Dr. Cunningham's Delusion and His Steel Sanatorium (10 photos)
On the shores of Lake Erie in Cleveland, USA, there once stood a giant steel sphere, the height of a six-story building. Inside this 20-meter sphere were 38 rooms where Dr. Cunningham's patients spent two weeks in a compressed air atmosphere, breathing oxygen under pressure.
The doctor was convinced that excessive pressure saturates the body with oxygen and cures many ailments. This method is known as hyperbaric oxygenation.
The idea itself wasn't new. As early as 1664, the English physician Nathaniel Henshaw described the benefits of compressed air in his treatise "Aero-Chalinos" and is rumored to have built the first pressure chamber. However, it was Dr. Cunningham who became the leading advocate of this dubious therapy.

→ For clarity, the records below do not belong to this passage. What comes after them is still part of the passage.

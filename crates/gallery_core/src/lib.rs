//! PickerGallery Core
//!
//! This crate contains:
//! - Media items and the two item source shapes (fetch result, moment list)
//! - Gallery model and presented controller
//! - The host-facing gallery mixin
//! - Configuration
//! - Error types
//! - Thumbnails

pub mod config;
pub mod context;
pub mod controller;
pub mod error;
pub mod event;
pub mod item;
pub mod mixin;
pub mod model;
pub mod source;
pub mod thumbnail;
pub mod view;

#[cfg(test)]
mod testing;

pub use config::{GalleryConfig, LoggingConfig, PickerOptions, ThumbnailConfig};
pub use context::{
    Caption, CaptionEntity, EditingContext, EntityKind, HostContext, PresentationHost,
    SelectionContext, SuggestionContext,
};
pub use controller::{EditorTools, GalleryController, InterfaceMode, PresentationPhase};
pub use error::GalleryError;
pub use event::GalleryEvent;
pub use item::{ItemId, MediaItem, MediaKind};
pub use mixin::{GalleryMixin, GallerySetup};
pub use model::GalleryModel;
pub use source::{FetchResult, ItemSource, Moment, MomentList, SourceKind};
pub use thumbnail::{Thumbnail, ThumbnailResolver, ThumbnailSignal};
pub use view::{Rect, ReferenceView, ScreenSize};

Front view of Cunningham Sanatorium
While working as an anesthesiologist at the University of Kansas, Cunningham noticed that patients with lung diseases often felt better after moving from high-altitude Denver to lower-altitude Kansas City. He mistakenly concluded that the more oxygen-rich air of the plains was to blame.
Spherical Hyperbaric Chamber
During the 1918 flu epidemic, Cunningham built his first hyperbaric chamber in Kansas City – a long cylindrical tank with beds for patients. Two cases of what seemed to be successful treatment of seriously ill pneumonia patients turned the doctor's head. He began promoting oxygen therapy as a panacea for everything from diabetes and cancer to syphilis and hypertension. His method was based on the false assumption that these diseases were caused by anaerobic bacteria that died in an oxygen-rich environment.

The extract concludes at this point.